Oetting (2002) found that a total of 25 missense, 2 nonsense, 9 frameshift, and 5 splicing mutations in the OA1 gene had been reported in association with type I ocular albinism. There were also reports of several deletions of some or all exons of the OA1 gene with deletions of exon 2 resulting from unequal crossing-over, due to flanking Alu repeats. Oetting (2002) referred to an albinism database website.

In a Chinese patient with ocular albinism and his carrier mother, who both demonstrated an unusual phenotype of iris hyperpigmentation without translucency, with apparent mosaic pigmentation of the fundus. Xiao and Zhang (2009) identified an intragenic deletion in the GPR143 gene (300808.0013).

Pathogenesis

D'Addio et al. (2000) characterized 19 independent missense mutations with respect to processing and subcellular distribution on expression in COS-7 cells. Eleven of the 19 OA1 mutants (approximately 60%) were retained in the endoplasmic reticulum, showing defective intracellular transport and glycosylation, consistent with protein misfolding. The remaining 8 OA1 mutants (approximately 40%) displayed sorting and processing behaviors indistinguishable from those of the wildtype protein. Most of the latter mutations clustered within the second and third cytosolic loops, 2 regions that in canonical GPCRs are known to be critical for their downstream signaling, including G protein coupling and effector activation.

Population Genetics

Bassi et al. (2001) found a rather striking difference in the frequency of large deletions in the OA1 gene as the cause of ocular albinism type 1 in patients from Europe and North America: large deletions accounted for only 8% (3 of 36) of mutations identified in European OA1 patients; large deletions were found in 57% (8 of 14) of North American OA1 patients. The explanation for this distribution was unclear. The authors stated that their findings have major relevance for the molecular diagnosis of OA1 and need to be considered in any mutation testing program for this disorder.

Animal Model

Incerti et al. (2000) generated and characterized Oa1-deficient mice by gene targeting. The knockout males were viable, fertile, and phenotypically indistinguishable from the wildtype littermates. Ophthalmologic examination showed hypopigmentation of the ocular fundus in mutant animals compared with wildtype. Analysis of the retinofugal pathway revealed a reduction in the size of the uncrossed pathway, demonstrating a misrouting of the optic fibers at the chiasm, as observed in OA1 patients. Microscopic examination of the RPE showed the presence of giant melanosomes comparable with those described in OA1 patients. Ultrastructural analysis of the RPE cells suggested that the giant melanosomes may form by abnormal growth of single melanosomes rather than by the fusion of several organelles.

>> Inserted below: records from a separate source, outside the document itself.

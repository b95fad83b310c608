//! In-process loopback transport.
//!
//! A [`MemoryTransport`] is handed to a session; the matching [`MemoryPeer`]
//! plays the other end: it queues inbound messages and inspects what the
//! session sent. `poll` blocks on a condition variable, so a session loop
//! driven from another thread behaves as it would on a real socket.
//!
//! # Example
//!
//! ```
//! use std::time::Duration;
//! use majordomo::message::Multipart;
//! use majordomo::transport::{memory_pair, Transport};
//!
//! let (mut transport, peer) = memory_pair();
//! peer.deliver(["hello"]);
//!
//! assert!(transport.poll(Duration::from_millis(10)).unwrap());
//! let msg = transport.recv().unwrap();
//! transport.send(msg).unwrap();
//!
//! assert_eq!(peer.take_sent()[0].to_vecs(), vec![b"hello".to_vec()]);
//! ```

use std::collections::VecDeque;
use std::sync::Arc;
use std::time::{Duration, Instant};

use parking_lot::{Condvar, Mutex};

use super::Transport;
use crate::error::{MdpError, Result};
use crate::message::{ByteMultipart, Multipart};

#[derive(Default)]
struct State {
    inbound: VecDeque<ByteMultipart>,
    outbound: VecDeque<ByteMultipart>,
    reconnects: usize,
    /// Upcoming `send`/`recv` calls that fail with `EAGAIN`.
    send_faults: usize,
    recv_faults: usize,
    closed: bool,
}

#[derive(Default)]
struct Shared {
    state: Mutex<State>,
    changed: Condvar,
}

/// Session side of an in-process loopback.
pub struct MemoryTransport {
    shared: Arc<Shared>,
}

/// Test side of an in-process loopback.
#[derive(Clone)]
pub struct MemoryPeer {
    shared: Arc<Shared>,
}

/// Create a connected transport/peer pair.
pub fn memory_pair() -> (MemoryTransport, MemoryPeer) {
    let shared = Arc::new(Shared::default());
    (
        MemoryTransport {
            shared: shared.clone(),
        },
        MemoryPeer { shared },
    )
}

impl Transport for MemoryTransport {
    type Message = ByteMultipart;

    fn send(&mut self, msg: ByteMultipart) -> Result<()> {
        let mut state = self.shared.state.lock();
        if state.closed {
            return Err(MdpError::Closed);
        }
        if state.send_faults > 0 {
            state.send_faults -= 1;
            return Err(MdpError::Zmq(zmq::Error::EAGAIN));
        }
        state.outbound.push_back(msg);
        self.shared.changed.notify_all();
        Ok(())
    }

    fn recv(&mut self) -> Result<ByteMultipart> {
        let mut state = self.shared.state.lock();
        if state.closed {
            return Err(MdpError::Closed);
        }
        if state.recv_faults > 0 {
            // The queued message stays for the next call
            state.recv_faults -= 1;
            return Err(MdpError::Zmq(zmq::Error::EAGAIN));
        }
        state
            .inbound
            .pop_front()
            .ok_or_else(|| MdpError::Transport("No message queued".to_string()))
    }

    fn poll(&mut self, timeout: Duration) -> Result<bool> {
        let deadline = Instant::now() + timeout;
        let mut state = self.shared.state.lock();
        loop {
            if state.closed {
                return Err(MdpError::Closed);
            }
            if !state.inbound.is_empty() {
                return Ok(true);
            }
            if self
                .shared
                .changed
                .wait_until(&mut state, deadline)
                .timed_out()
            {
                return Ok(!state.inbound.is_empty());
            }
        }
    }

    fn reconnect(&mut self) -> Result<()> {
        let mut state = self.shared.state.lock();
        if state.closed {
            return Err(MdpError::Closed);
        }
        state.inbound.clear();
        state.reconnects += 1;
        self.shared.changed.notify_all();
        Ok(())
    }

    fn close(&mut self) -> Result<()> {
        self.shared.state.lock().closed = true;
        self.shared.changed.notify_all();
        Ok(())
    }
}

impl MemoryPeer {
    /// Queue a message for the session, built from raw frames.
    pub fn deliver<I, F>(&self, frames: I)
    where
        I: IntoIterator<Item = F>,
        F: AsRef<[u8]>,
    {
        self.deliver_message(ByteMultipart::from_frames(frames));
    }

    /// Queue a message for the session.
    pub fn deliver_message(&self, msg: ByteMultipart) {
        self.shared.state.lock().inbound.push_back(msg);
        self.shared.changed.notify_all();
    }

    /// Drain everything the session has sent so far.
    pub fn take_sent(&self) -> Vec<ByteMultipart> {
        self.shared.state.lock().outbound.drain(..).collect()
    }

    /// Wait up to `timeout` for the next message the session sends.
    pub fn wait_sent(&self, timeout: Duration) -> Option<ByteMultipart> {
        let deadline = Instant::now() + timeout;
        let mut state = self.shared.state.lock();
        loop {
            if let Some(msg) = state.outbound.pop_front() {
                return Some(msg);
            }
            if self
                .shared
                .changed
                .wait_until(&mut state, deadline)
                .timed_out()
            {
                return state.outbound.pop_front();
            }
        }
    }

    /// Make the next `count` sends of the session fail with a non-fatal fault.
    pub fn fail_sends(&self, count: usize) {
        self.shared.state.lock().send_faults = count;
    }

    /// Make the next `count` receives of the session fail with a non-fatal fault.
    pub fn fail_recvs(&self, count: usize) {
        self.shared.state.lock().recv_faults = count;
    }

    /// Number of times the session re-created its socket.
    pub fn reconnects(&self) -> usize {
        self.shared.state.lock().reconnects
    }

    /// Whether the session closed its transport.
    pub fn is_closed(&self) -> bool {
        self.shared.state.lock().closed
    }
}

Palmisano et al. (2008) found reduced melanosome number and abnormal melanosome distribution toward the apical pole of Oa1 -/- RPE at embryonic stages that preceded the formation of macromelanosomes. In cultured -/- skin melanocytes, melanosomes were depleted from the perinuclear area and accumulated toward the cell periphery. In Oa1 -/- melanocytes, melanosomes interacted normally with the microtubule cytoskeleton and recruited factors required for actin-mediated melanosome capture; however, Oa1 -/- melanosomes appeared unable to release from the peripheral actin filaments. Palmisano et al. (2008) concluded that OA1 plays a regulatory role in distributing melanosomes between microtubule- and actin-based cytoskeletal elements.